> Your instructions:
Show all lines containing "AnalysisLog" from the data below.

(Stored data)
>>>>>

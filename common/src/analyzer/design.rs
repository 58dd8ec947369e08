//! 亏损大于合同分析

use super::{both, AnalysisLog, Analyzer, RuleFinding, RuleOutcome};
use crate::columns;
use crate::error::Result;
use crate::resolver::resolve_column;
use crate::rules::RuleKind;
use crate::types::Table;

/// 亏损金额达到或超过合同金额的项目
pub struct DesignAnalyzer;

impl Analyzer for DesignAnalyzer {
    fn kind(&self) -> RuleKind {
        RuleKind::DesignLoss
    }

    fn analyze(&self, table: &Table, log: &mut AnalysisLog) -> Result<RuleOutcome> {
        log.log("开始执行亏损大于合同分析...");

        let loss_col = resolve_column(table, columns::LOSS_AMOUNT)?;
        let contract_col = resolve_column(table, columns::CONTRACT_AMOUNT)?;
        log.log(format!(
            "匹配列：亏损金额={}, 合同金额={}",
            table.columns()[loss_col],
            table.columns()[contract_col]
        ));

        let losses = table.numeric_column(loss_col);
        let contracts = table.numeric_column(contract_col);

        let valid_rows = losses
            .iter()
            .zip(&contracts)
            .filter(|(l, c)| l.is_some() && c.is_some())
            .count();
        log.log(format!("金额有效数据：{} 行", valid_rows));

        let rows: Vec<usize> = losses
            .iter()
            .zip(&contracts)
            .enumerate()
            .filter(|(_, (loss, contract))| both(**loss, **contract, |l, c| l >= c))
            .map(|(i, _)| i)
            .collect();
        log.log(format!("亏损金额≥合同金额的数据：{} 行", rows.len()));

        Ok(RuleOutcome {
            rows,
            finding: RuleFinding::DesignLoss { valid_rows },
        })
    }
}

<<<<<

> Response:
use super::{both, AnalysisLog, Analyzer, RuleFinding, RuleOutcome};
    fn analyze(&self, table: &Table, log: &mut AnalysisLog) -> Result<RuleOutcome> {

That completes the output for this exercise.